Problem to solve:
Could you give every record again, exactly as it reads?

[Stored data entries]
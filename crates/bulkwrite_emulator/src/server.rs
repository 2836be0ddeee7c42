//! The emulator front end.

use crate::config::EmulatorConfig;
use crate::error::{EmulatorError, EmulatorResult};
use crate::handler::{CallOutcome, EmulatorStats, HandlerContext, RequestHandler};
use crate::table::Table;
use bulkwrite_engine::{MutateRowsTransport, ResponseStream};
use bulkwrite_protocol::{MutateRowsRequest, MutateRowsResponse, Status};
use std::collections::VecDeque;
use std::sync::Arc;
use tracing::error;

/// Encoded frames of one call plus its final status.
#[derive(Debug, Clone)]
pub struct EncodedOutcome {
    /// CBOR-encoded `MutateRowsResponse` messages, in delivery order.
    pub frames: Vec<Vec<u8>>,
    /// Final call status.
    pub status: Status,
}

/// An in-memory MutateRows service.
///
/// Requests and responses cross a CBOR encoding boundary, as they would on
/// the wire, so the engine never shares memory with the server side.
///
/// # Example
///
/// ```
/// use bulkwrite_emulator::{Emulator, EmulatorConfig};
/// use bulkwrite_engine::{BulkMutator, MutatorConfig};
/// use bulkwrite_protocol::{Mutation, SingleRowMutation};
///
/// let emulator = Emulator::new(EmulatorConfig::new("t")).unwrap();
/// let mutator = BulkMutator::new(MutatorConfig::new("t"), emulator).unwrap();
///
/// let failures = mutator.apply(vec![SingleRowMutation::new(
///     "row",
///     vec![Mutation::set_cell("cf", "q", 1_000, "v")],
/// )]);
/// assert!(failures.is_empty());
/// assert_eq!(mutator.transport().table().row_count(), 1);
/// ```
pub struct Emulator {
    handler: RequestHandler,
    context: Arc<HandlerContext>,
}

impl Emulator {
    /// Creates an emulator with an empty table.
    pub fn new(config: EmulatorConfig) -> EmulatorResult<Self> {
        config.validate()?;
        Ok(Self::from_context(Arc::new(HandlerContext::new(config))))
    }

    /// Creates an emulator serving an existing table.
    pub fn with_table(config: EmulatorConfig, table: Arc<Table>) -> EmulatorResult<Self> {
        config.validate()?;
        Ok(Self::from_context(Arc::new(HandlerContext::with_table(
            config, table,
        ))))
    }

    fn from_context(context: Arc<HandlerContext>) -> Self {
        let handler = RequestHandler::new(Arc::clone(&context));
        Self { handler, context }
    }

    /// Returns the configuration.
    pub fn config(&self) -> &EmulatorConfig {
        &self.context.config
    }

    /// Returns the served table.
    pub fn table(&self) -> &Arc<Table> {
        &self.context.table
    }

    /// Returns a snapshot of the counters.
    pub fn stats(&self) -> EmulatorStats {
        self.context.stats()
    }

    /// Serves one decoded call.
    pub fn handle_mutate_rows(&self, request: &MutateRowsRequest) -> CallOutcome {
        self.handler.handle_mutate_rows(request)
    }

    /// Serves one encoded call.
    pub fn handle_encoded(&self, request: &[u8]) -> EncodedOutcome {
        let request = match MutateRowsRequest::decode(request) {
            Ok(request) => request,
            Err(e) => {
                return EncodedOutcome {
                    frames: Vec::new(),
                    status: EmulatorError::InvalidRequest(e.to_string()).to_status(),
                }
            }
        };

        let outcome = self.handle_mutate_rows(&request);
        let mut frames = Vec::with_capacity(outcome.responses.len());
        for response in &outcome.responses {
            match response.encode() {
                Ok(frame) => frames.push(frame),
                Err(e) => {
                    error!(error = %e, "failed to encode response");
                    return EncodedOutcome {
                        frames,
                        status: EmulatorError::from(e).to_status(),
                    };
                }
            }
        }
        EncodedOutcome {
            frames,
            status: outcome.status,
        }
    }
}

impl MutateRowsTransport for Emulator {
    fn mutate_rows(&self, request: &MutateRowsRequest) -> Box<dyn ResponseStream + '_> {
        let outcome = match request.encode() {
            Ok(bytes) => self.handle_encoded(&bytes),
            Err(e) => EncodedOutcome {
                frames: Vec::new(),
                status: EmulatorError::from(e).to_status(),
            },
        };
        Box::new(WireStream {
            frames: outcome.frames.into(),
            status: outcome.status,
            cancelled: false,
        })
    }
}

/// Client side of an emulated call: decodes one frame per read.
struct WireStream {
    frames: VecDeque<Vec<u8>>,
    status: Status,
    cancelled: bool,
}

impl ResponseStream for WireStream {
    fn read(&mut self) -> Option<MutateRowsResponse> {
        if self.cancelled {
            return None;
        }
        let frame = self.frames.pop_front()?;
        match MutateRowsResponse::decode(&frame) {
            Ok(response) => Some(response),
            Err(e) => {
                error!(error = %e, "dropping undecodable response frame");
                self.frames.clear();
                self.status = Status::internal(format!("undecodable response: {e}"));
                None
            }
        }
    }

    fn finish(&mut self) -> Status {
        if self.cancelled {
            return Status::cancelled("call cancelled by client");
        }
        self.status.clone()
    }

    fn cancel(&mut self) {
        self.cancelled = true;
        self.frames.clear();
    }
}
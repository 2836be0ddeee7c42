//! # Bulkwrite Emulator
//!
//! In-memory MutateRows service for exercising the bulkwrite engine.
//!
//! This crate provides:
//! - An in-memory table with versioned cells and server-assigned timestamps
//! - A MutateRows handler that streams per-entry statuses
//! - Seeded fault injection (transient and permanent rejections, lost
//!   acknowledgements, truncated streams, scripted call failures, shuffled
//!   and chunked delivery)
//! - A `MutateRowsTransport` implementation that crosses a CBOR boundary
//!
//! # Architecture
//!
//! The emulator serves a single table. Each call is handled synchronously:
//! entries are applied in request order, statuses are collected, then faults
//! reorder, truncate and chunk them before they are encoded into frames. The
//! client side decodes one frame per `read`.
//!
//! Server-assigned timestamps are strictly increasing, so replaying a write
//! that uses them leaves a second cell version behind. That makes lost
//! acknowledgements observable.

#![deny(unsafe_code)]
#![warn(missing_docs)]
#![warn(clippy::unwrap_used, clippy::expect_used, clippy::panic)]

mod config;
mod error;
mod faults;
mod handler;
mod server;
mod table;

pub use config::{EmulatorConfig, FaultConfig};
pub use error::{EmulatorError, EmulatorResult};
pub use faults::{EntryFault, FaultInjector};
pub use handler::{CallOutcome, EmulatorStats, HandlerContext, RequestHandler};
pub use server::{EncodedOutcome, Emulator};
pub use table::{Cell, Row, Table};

Result for this exercise:
filename crates/bulkwrite_emulator/src/server.rs
repository 2836be0ddeee7c42
//! The emulator front end.

use crate::config::EmulatorConfig;
use crate::error::{EmulatorError, EmulatorResult};
use crate::handler::{CallOutcome, EmulatorStats, HandlerContext, RequestHandler};
use crate::table::Table;
use bulkwrite_engine::{MutateRowsTransport, ResponseStream};
use bulkwrite_protocol::{MutateRowsRequest, MutateRowsResponse, Status};
use std::collections::VecDeque;
use std::sync::Arc;
use tracing::error;

/// Encoded frames of one call plus its final status.
#[derive(Debug, Clone)]
pub struct EncodedOutcome {
    /// CBOR-encoded `MutateRowsResponse` messages, in delivery order.
    pub frames: Vec<Vec<u8>>,
    /// Final call status.
    pub status: Status,
}

/// An in-memory MutateRows service.
///
/// Requests and responses cross a CBOR encoding boundary, as they would on
/// the wire, so the engine never shares memory with the server side.
///
/// # Example
///
/// ```
/// use bulkwrite_emulator::{Emulator, EmulatorConfig};
/// use bulkwrite_engine::{BulkMutator, MutatorConfig};
/// use bulkwrite_protocol::{Mutation, SingleRowMutation};
///
/// let emulator = Emulator::new(EmulatorConfig::new("t")).unwrap();
/// let mutator = BulkMutator::new(MutatorConfig::new("t"), emulator).unwrap();
///
/// let failures = mutator.apply(vec![SingleRowMutation::new(
///     "row",
///     vec![Mutation::set_cell("cf", "q", 1_000, "v")],
/// )]);
/// assert!(failures.is_empty());
/// assert_eq!(mutator.transport().table().row_count(), 1);
/// ```
pub struct Emulator {
    handler: RequestHandler,
    context: Arc<HandlerContext>,
}

impl Emulator {
    /// Creates an emulator with an empty table.
    pub fn new(config: EmulatorConfig) -> EmulatorResult<Self> {
        config.validate()?;
        Ok(Self::from_context(Arc::new(HandlerContext::new(config))))
    }

    /// Creates an emulator serving an existing table.
    pub fn with_table(config: EmulatorConfig, table: Arc<Table>) -> EmulatorResult<Self> {
        config.validate()?;
        Ok(Self::from_context(Arc::new(HandlerContext::with_table(
            config, table,
        ))))
    }

    fn from_context(context: Arc<HandlerContext>) -> Self {
        let handler = RequestHandler::new(Arc::clone(&context));
        Self { handler, context }
    }

    /// Returns the configuration.
    pub fn config(&self) -> &EmulatorConfig {
        &self.context.config
    }

    /// Returns the served table.
    pub fn table(&self) -> &Arc<Table> {
        &self.context.table
    }

    /// Returns a snapshot of the counters.
    pub fn stats(&self) -> EmulatorStats {
        self.context.stats()
    }

    /// Serves one decoded call.
    pub fn handle_mutate_rows(&self, request: &MutateRowsRequest) -> CallOutcome {
        self.handler.handle_mutate_rows(request)
    }

    /// Serves one encoded call.
    pub fn handle_encoded(&self, request: &[u8]) -> EncodedOutcome {
        let request = match MutateRowsRequest::decode(request) {
            Ok(request) => request,
            Err(e) => {
                return EncodedOutcome {
                    frames: Vec::new(),
                    status: EmulatorError::InvalidRequest(e.to_string()).to_status(),
                }
            }
        };

        let outcome = self.handle_mutate_rows(&request);
        let mut frames = Vec::with_capacity(outcome.responses.len());
        for response in &outcome.responses {
            match response.encode() {
                Ok(frame) => frames.push(frame),
                Err(e) => {
                    error!(error = %e, "failed to encode response");
                    return EncodedOutcome {
                        frames,
                        status: EmulatorError::from(e).to_status(),
                    };
                }
            }
        }
        EncodedOutcome {
            frames,
            status: outcome.status,
        }
    }
}

impl MutateRowsTransport for Emulator {
    fn mutate_rows(&self, request: &MutateRowsRequest) -> Box<dyn ResponseStream + '_> {
        let outcome = match request.encode() {
            Ok(bytes) => self.handle_encoded(&bytes),
            Err(e) => EncodedOutcome {
                frames: Vec::new(),
                status: EmulatorError::from(e).to_status(),
            },
        };
        Box::new(WireStream {
            frames: outcome.frames.into(),
            status: outcome.status,
            cancelled: false,
        })
    }
}

/// Client side of an emulated call: decodes one frame per read.
struct WireStream {
    frames: VecDeque<Vec<u8>>,
    status: Status,
    cancelled: bool,
}

impl ResponseStream for WireStream {
    fn read(&mut self) -> Option<MutateRowsResponse> {
        if self.cancelled {
            return None;
        }
        let frame = self.frames.pop_front()?;
        match MutateRowsResponse::decode(&frame) {
            Ok(response) => Some(response),
            Err(e) => {
                error!(error = %e, "dropping undecodable response frame");
                self.frames.clear();
                self.status = Status::internal(format!("undecodable response: {e}"));
                None
            }
        }
    }

    fn finish(&mut self) -> Status {
        if self.cancelled {
            return Status::cancelled("call cancelled by client");
        }
        self.status.clone()
    }

    fn cancel(&mut self) {
        self.cancelled = true;
        self.frames.clear();
    }
}
repository 2836be0ddeee7c42
//! # Bulkwrite Emulator
//!
//! In-memory MutateRows service for exercising the bulkwrite engine.
//!
//! This crate provides:
//! - An in-memory table with versioned cells and server-assigned timestamps
//! - A MutateRows handler that streams per-entry statuses
//! - Seeded fault injection (transient and permanent rejections, lost
//!   acknowledgements, truncated streams, scripted call failures, shuffled
//!   and chunked delivery)
//! - A `MutateRowsTransport` implementation that crosses a CBOR boundary
//!
//! # Architecture
//!
//! The emulator serves a single table. Each call is handled synchronously:
//! entries are applied in request order, statuses are collected, then faults
//! reorder, truncate and chunk them before they are encoded into frames. The
//! client side decodes one frame per `read`.
//!
//! Server-assigned timestamps are strictly increasing, so replaying a write
//! that uses them leaves a second cell version behind. That makes lost
//! acknowledgements observable.

#![deny(unsafe_code)]
#![warn(missing_docs)]
#![warn(clippy::unwrap_used, clippy::expect_used, clippy::panic)]

mod config;
mod error;
mod faults;
mod handler;
mod server;
mod table;

pub use config::{EmulatorConfig, FaultConfig};
pub use error::{EmulatorError, EmulatorResult};
pub use faults::{EntryFault, FaultInjector};
pub use handler::{CallOutcome, EmulatorStats, HandlerContext, RequestHandler};
pub use server::{EncodedOutcome, Emulator};
pub use table::{Cell, Row, Table};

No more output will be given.